Thinking back on this piece, one cannot help but wonder how our island’s thinking might have shifted over the course of such a globally destructive event.
Every October, for almost two decades, our firm welcomes 1,000 CEOs and leaders from the public and private sectors, alongside many foreign investors, to debate key global and local issues or opportunities around FDI, the economy, sustainability, skills, and technology.
Three years ago, the October conference was called the Malta Attractiveness Event, which we have since rebranded to Malta Future Realised, and the question we had tackled was: how do we stay ahead of the competition?
For many of Malta’s CEOs, businesses and entrepreneurs, some answers quickly emerged in March 2020, when a pressing need to adopt the latest emerging technologies, implement digital and accelerate innovation at all levels became amply clear.
But now, after holding the conference virtually for two years, we’re thrilled to host it in person and this time even in our beautiful capital city, Valletta. However, it is against what I would say is a starkly different global backdrop to that of 2019.
For starters, on the pandemic front, locally, we are in a good place but may not be completely out of the woods. Global economies have been shaken up as governments propped up several industries for almost two years to maintain order and protect those most economically vulnerable. After a long road, we saw the light at the end of the tunnel, as vaccination programmes helped decrease health risks, but resurgent lockdowns keep happening.
Today, geopolitics and conflict on European soil for the first time in the 21st century have brought back the fears of war and the reality of unnecessary loss of human life, in addition to consequences that are reaching way past its borders.

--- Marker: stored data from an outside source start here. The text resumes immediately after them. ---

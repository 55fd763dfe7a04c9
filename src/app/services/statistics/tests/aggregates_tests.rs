//! Tests for the numeric aggregate helpers

use crate::app::services::statistics::aggregates::{mean, mean_and_std_dev, sample_std_dev};

#[test]
fn test_mean_of_empty_slice_is_undefined() {
    assert_eq!(mean(&[]), None);
}

#[test]
fn test_mean_of_values() {
    assert_eq!(mean(&[2.0, 4.0, 6.0]), Some(4.0));
    assert_eq!(mean(&[42.0]), Some(42.0));
}

#[test]
fn test_std_dev_needs_two_values() {
    // a single observation has no spread to estimate; this must stay
    // distinguishable from a spread of zero
    assert_eq!(sample_std_dev(&[]), None);
    assert_eq!(sample_std_dev(&[5.0]), None);
}

#[test]
fn test_std_dev_uses_sample_formula() {
    // variance of [2, 4] with N-1 denominator is 2
    assert_eq!(sample_std_dev(&[2.0, 4.0]), Some(2.0_f64.sqrt()));
}

#[test]
fn test_std_dev_of_constant_values_is_zero() {
    assert_eq!(sample_std_dev(&[10.0, 10.0, 10.0]), Some(0.0));
}

#[test]
fn test_mean_and_std_dev_together() {
    let (mean, std_dev) = mean_and_std_dev(&[1.0, 2.0, 3.0]);

    assert_eq!(mean, Some(2.0));
    assert_eq!(std_dev, Some(1.0));
}

#[test]
fn test_mean_and_std_dev_of_single_value() {
    let (mean, std_dev) = mean_and_std_dev(&[7.5]);

    assert_eq!(mean, Some(7.5));
    assert_eq!(std_dev, None);
}
//! Tests for the backup parser module

pub mod line_tests;
pub mod stats_tests;

use crate::app::services::backup_parser::{BackupParser, ParseResult};
use crate::config::ParserConfig;

/// Parse backup content with the lenient default configuration
pub fn parse(content: &str) -> ParseResult {
    BackupParser::new(ParserConfig::default())
        .parse_str(content)
        .expect("lenient parsing should not abort")
}

/// Parse backup content with the strict configuration
pub fn parse_strict(content: &str) -> crate::Result<ParseResult> {
    BackupParser::new(ParserConfig::new().with_strict()).parse_str(content)
}

/// A small but representative backup: food definitions, entries with
/// measurements, weighed foods, tags and comments, plus bookkeeping lines
/// of types the parser does not recognize
pub fn sample_backup() -> &'static str {
    "\
meta;\"1\";\"4.3.1\"
food;\"Apple\";\"\";\"fruit\";\"14\"
food;\"Rice\";\"\";\"grain\";\"28\"
entry;\"2024-01-01 08:00:00\";\"breakfast at home\"
measurement;\"bloodsugar\";\"95.7\"
measurement;\"insulin\";\"4\";\"1\";\"0\"
foodEaten;\"Apple\";\"200\"
entryTag;\"breakfast\"
entry;\"2024-01-01 13:00:00\";\"\"
measurement;\"bloodsugar\";\"150\"
measurement;\"meal\";\"60\"
entry;\"2024-01-02 20:30:00\";\"after run\"
measurement;\"insulin\";\"2\";\"0\";\"18\"
measurement;\"activity\";\"45.9\"
entryTag;\"sport\"
entryTag;\"dinner\"
foodEaten;\"Rice\";\"150\"
backupEnd;\"x\"
"
}
//! Physical line normalization for Diaguard backups
//!
//! Splits one backup line into a record type tag and its field values. The
//! format wraps fields in double quotes without any escaping, so exactly one
//! leading and one trailing quote are stripped per field; embedded quotes or
//! semicolons inside a field are not representable in the format.

/// One physical backup line split into a record tag and field values
#[derive(Debug, Clone, PartialEq, Eq)]
pub struct RawRecord {
    /// Record type tag (first `;`-separated element); empty for blank lines
    pub record_type: String,

    /// Remaining field values, in order, with outer quotes stripped
    pub fields: Vec<String>,
}

impl RawRecord {
    /// Normalize one physical line
    pub fn parse(line: &str) -> Self {
        let mut parts = line.trim().split(';').map(strip_quotes);

        let record_type = parts.next().unwrap_or_default().to_string();
        let fields = parts.map(str::to_string).collect();

        Self {
            record_type,
            fields,
        }
    }

    /// Field value at `index`, if present
    pub fn field(&self, index: usize) -> Option<&str> {
        self.fields.get(index).map(String::as_str)
    }

    /// Last field value, if any
    pub fn last_field(&self) -> Option<&str> {
        self.fields.last().map(String::as_str)
    }
}

/// Strip at most one leading and one trailing double quote
fn strip_quotes(field: &str) -> &str {
    let field = field.strip_prefix('"').unwrap_or(field);
    field.strip_suffix('"').unwrap_or(field)
}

With record inflation, impending recessions, rising energy costs, the advancing threat of climate change, weakened global cooperation, and a shifting global tax environment, we are once again living through extraordinary times.
How is Malta faring in all of this?
To answer this question, we need to look even further to the past. A tiny island on the periphery of the EU, Malta’s economy is resilient. It proved to be resilient during the pandemic, it was resilient during the 2008 global recession and, as local historians and economic experts have pointed out many other times, our nation has been able to pull through together in times of global turmoil.
But will Malta continue to be resilient?